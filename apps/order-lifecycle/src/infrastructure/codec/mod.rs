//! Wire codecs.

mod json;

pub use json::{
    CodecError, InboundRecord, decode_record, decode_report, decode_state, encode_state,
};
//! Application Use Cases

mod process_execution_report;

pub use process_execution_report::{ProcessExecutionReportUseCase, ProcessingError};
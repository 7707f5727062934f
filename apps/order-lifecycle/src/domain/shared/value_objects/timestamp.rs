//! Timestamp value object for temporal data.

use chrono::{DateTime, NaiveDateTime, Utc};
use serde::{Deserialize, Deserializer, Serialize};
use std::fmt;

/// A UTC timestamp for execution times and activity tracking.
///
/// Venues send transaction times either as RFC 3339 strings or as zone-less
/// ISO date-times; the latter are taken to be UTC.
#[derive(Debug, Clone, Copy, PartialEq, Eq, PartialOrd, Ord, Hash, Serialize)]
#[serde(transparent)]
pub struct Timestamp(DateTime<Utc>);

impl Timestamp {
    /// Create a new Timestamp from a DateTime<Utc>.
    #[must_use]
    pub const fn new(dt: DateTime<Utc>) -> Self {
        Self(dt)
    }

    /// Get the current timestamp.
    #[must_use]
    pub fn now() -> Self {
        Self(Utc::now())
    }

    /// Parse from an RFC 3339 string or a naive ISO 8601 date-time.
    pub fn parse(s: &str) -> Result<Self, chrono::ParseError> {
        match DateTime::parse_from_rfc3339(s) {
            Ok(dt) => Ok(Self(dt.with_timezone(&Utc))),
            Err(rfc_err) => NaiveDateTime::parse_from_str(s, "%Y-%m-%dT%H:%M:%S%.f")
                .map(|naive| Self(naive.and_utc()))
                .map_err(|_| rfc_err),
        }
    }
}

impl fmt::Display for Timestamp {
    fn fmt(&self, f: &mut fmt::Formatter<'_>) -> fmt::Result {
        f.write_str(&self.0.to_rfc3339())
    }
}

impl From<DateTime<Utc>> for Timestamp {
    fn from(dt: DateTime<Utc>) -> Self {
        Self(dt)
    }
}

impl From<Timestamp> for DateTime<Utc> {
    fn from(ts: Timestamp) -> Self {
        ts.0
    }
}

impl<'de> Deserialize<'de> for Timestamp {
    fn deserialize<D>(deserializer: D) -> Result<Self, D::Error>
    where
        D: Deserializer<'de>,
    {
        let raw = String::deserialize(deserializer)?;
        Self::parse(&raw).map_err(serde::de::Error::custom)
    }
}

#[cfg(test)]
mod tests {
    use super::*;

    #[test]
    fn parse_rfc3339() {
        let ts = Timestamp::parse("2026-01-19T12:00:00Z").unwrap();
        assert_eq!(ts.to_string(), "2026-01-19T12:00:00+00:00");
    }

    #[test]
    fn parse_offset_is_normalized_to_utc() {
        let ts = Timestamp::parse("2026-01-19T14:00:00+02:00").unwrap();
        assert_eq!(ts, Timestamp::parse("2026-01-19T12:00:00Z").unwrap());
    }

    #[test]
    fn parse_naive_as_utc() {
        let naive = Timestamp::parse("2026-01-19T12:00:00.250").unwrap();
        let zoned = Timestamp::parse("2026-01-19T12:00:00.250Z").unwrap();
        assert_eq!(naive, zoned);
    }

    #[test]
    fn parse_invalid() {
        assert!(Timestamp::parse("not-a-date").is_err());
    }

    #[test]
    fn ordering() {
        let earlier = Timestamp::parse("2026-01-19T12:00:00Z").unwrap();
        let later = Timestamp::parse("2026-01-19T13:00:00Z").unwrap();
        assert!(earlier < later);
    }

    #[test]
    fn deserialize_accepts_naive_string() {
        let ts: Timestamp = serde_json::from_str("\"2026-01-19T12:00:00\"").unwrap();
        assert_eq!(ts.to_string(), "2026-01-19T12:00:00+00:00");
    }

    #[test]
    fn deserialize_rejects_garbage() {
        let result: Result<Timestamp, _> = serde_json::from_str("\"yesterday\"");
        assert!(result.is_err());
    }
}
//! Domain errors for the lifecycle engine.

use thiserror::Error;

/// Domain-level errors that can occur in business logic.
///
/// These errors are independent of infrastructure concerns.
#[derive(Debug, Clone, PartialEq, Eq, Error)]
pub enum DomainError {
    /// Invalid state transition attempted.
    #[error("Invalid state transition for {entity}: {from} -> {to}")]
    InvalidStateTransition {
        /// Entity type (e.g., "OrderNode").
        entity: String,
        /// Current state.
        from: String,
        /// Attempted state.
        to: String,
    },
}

--

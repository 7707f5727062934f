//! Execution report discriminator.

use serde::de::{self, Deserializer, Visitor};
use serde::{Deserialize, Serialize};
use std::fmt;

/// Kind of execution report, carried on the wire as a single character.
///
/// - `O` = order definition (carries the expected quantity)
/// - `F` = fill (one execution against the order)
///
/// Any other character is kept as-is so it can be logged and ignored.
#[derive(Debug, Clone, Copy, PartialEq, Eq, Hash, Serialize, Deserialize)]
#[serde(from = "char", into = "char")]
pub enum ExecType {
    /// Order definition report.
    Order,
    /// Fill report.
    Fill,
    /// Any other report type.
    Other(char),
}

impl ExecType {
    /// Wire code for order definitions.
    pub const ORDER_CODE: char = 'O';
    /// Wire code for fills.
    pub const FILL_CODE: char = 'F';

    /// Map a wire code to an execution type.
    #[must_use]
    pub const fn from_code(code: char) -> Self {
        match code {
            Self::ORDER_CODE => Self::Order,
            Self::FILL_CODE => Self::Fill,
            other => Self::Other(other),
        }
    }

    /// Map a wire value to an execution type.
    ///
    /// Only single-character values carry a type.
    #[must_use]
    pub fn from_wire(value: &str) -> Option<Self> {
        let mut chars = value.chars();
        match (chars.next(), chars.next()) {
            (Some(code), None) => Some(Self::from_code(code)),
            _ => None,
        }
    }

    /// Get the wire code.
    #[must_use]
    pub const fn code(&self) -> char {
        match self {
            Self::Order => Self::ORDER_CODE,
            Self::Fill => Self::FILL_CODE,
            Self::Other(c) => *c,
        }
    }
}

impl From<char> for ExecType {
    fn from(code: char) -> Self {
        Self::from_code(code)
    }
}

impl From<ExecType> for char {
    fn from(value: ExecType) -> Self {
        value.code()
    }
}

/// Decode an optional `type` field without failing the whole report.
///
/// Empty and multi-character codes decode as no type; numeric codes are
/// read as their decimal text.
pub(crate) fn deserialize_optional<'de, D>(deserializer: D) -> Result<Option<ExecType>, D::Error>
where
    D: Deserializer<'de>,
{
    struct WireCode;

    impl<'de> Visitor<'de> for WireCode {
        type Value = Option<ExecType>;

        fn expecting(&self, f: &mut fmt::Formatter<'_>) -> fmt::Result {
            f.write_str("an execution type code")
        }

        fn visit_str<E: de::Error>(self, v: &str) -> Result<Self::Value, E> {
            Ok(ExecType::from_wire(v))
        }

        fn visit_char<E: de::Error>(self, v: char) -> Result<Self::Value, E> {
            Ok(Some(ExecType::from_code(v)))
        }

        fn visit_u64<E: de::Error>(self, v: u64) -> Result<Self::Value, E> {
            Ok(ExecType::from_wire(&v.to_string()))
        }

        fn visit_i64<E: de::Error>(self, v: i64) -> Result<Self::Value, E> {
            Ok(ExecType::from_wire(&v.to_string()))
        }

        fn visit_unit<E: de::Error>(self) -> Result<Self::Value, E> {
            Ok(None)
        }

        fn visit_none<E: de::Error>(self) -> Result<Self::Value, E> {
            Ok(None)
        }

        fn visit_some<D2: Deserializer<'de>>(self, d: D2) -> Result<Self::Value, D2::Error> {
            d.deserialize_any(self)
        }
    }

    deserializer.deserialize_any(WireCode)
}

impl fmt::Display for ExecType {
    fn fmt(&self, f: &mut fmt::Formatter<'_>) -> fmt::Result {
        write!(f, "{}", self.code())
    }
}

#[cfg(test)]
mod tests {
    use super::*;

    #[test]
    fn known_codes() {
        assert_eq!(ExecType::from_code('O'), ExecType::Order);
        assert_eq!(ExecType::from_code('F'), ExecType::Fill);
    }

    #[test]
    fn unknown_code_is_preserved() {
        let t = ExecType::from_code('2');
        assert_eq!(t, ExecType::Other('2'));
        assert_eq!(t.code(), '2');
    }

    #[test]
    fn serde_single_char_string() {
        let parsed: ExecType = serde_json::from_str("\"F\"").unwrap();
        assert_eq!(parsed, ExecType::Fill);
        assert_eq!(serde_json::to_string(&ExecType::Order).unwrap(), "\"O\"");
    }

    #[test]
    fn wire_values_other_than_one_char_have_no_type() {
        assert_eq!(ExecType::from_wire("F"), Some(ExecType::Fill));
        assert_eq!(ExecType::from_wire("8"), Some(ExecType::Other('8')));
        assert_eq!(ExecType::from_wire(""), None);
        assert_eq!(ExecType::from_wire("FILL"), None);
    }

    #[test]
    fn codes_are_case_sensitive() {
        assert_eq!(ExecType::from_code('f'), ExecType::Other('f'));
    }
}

--

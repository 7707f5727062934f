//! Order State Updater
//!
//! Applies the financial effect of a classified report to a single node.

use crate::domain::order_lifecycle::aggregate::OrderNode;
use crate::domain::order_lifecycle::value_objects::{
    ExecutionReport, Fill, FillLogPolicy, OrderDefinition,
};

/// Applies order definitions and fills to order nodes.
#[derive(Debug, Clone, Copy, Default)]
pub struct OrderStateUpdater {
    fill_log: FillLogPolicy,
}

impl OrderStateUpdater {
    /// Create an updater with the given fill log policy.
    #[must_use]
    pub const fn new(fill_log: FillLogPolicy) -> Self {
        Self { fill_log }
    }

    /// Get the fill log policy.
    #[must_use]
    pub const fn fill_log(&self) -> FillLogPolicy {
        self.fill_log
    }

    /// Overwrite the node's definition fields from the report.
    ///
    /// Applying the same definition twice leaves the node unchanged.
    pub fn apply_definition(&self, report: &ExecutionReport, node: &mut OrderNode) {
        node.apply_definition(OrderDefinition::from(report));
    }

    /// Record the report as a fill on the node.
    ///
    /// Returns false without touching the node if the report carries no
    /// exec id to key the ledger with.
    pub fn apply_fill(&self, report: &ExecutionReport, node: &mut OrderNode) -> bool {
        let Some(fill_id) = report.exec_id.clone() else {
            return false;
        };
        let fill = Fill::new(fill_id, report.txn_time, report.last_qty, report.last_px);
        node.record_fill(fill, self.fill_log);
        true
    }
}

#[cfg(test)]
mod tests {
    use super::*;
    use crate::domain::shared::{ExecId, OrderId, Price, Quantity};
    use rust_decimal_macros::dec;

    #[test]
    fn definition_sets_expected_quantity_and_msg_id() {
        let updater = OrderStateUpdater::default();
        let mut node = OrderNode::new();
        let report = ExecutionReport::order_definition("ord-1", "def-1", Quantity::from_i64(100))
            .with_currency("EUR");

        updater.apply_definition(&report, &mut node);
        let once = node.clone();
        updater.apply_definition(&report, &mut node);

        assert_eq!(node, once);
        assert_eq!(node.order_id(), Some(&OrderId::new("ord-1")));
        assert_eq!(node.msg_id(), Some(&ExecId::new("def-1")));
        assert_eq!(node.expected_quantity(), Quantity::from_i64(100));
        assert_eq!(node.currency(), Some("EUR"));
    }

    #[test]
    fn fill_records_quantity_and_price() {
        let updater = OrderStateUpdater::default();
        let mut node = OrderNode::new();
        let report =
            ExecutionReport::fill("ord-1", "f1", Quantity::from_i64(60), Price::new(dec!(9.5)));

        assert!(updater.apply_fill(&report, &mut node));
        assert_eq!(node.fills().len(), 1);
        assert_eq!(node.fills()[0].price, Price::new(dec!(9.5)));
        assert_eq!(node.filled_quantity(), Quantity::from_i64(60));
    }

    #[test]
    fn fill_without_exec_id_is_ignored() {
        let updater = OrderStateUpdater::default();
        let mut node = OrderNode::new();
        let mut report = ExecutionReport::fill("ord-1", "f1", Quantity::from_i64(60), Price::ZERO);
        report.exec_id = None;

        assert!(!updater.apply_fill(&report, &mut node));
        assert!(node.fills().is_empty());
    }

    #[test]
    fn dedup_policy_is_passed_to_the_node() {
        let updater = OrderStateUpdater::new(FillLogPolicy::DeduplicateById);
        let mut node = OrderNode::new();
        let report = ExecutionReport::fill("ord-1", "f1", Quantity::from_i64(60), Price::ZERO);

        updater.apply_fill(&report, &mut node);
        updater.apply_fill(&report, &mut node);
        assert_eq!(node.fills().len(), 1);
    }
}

Assignment: Filter the material above down to the lines that hold the word "later".

Finished task:
        let later = Timestamp::parse("2026-01-19T13:00:00Z").unwrap();
        assert!(earlier < later);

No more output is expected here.